16

I'm hoping to get some insight into line 74 of The Waste Land (you can read The Waste Land online). Here's the passage in question (line 74 is in bold):

That corpse you planted last year in your garden,
Has it begun to sprout? Will it bloom this year?
Or has the sudden frost disturbed its bed?
Oh keep the Dog far hence, that’s friend to men,
Or with his nails he’ll dig it up again!

There are a number of things going on in this passage. One interpretation is that this section is describing a fertility rite of sacrificing a victim and burying in them in the fields to guarantee a good crop. The dog comes in because you don't want the corpse you burried to be dug up: that ruins the power of the ritual.

At the same, line 74 seems to be an allusion to John Webster's play The White Devil, which contains a very similar line: "But keep the wolf far thence, that’s foe to men, / For with his nails he’ll dig them up again." I'm not quite sure how to interpret the contradiction between the wolf in Webster's poem, which is a "foe to man", and the dog in The Waste Land which is a "friend to man". However, the section of The Waste Land that line 74 is in is full of contradictions, such as "winter kept us warm" (line 5). All of these contradictions illustrate the irony of modern life.

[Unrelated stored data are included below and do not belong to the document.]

//! Doubler: a newline-delimited number filter
//!
//! Reads lines from an input stream, coerces each one to a number, doubles
//! it and writes the result on its own line to an output stream.
//!
//! ## Architecture
//!
//! ```text
//! ┌─────────────────────────────────────────┐
//! │             LineTransformer             │
//! │                                         │
//! │ read line ─► coerce ─► double ─► render │
//! │                                         │
//! ├─────────────────────────────────────────┤
//! │        number  - coercion/rendering     │
//! │        error   - stream failures        │
//! └─────────────────────────────────────────┘
//! ```
//!
//! Text that does not form a number is never an error. It becomes `NaN`
//! and flows through as ordinary output:
//!
//! ```
//! use doubler::process;
//!
//! assert_eq!(process("3"), "6");
//! assert_eq!(process("-2.5"), "-5");
//! assert_eq!(process("abc"), "NaN");
//! ```

pub mod error;
pub mod number;
pub mod transform;

pub use error::TransformError;
pub use number::{coerce, double, render, NAN_TOKEN};
pub use transform::{process, LineTransformer, Summary};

I'm hoping to get a sense of all the different ways of looking at this line in The Waste Land. Any and all interpretations of this line (so long as they are based on evidence) will be accepted.

8
  • 2
    There is the literal as well; it is just-post-WWI Europe. Dogs dig up shallow graves. And allegorically, the threat that unresolved conflicts, etc., might also be easily dug up despite being flowered over.
    – goldilocks
    Commented Feb 10, 2017 at 12:32
  • It's interesting that "Dog" is capitalized. In classical literature, a great fear of heroes is to become "a feast for dogs and crows" in the sense of having one's body discarded instead of buried. The most famous reference is the opening of the Iliad. Also interesting that it comes right before a Baudelaire reference, although when I think of dogs in relation to B it is in his castigation of the general reading public, indiscriminately gobbling up literary "offal" with great delight.
    – DukeZhou
    Commented Mar 22, 2017 at 16:28
  • 2
    Interesting question; it seems much has been written about this. There's at least one entire paper dedicated to Eliot's use of The White Devil in The Waste Land. Eliot's own footnote (p. 59 here) encourages the reader to compare the two, but (at least according to Macklin's paper linked above) he later dismissed his own notes as "bogus scholarship". Other references include in Stephen Purcell's study Webster: The White Devil (p. 145).
    – Rand al'Thor
    Commented Jun 2, 2017 at 12:57
  • @Randal'Thor Thanks for the link; that looks really interesting.
    – user111
    Commented Jun 2, 2017 at 15:59
  • 2
    The Shakespearean reference to 'the dogs of War' might be useful as an interpretative strategy, Commented Aug 15, 2017 at 1:27

2 Answers 2

1

First, I'd like to step back from this stanza a bit and look at an earlier one:

What are the roots that clutch, what branches grow
Out of this stony rubbish? Son of man,
You cannot say, or guess, for you know only
A heap of broken images, where the sun beats,
And the dead tree gives no shelter, the cricket no relief,
And the dry stone no sound of water. Only
There is shadow under this red rock,
(Come in under the shadow of this red rock),
And I will show you something different from either
Your shadow at morning striding behind you
Or your shadow at evening rising to meet you;
I will show you fear in a handful of dust.

In my answer here I interpret the meaning of the broken images in this passage as referencing the memories someone has.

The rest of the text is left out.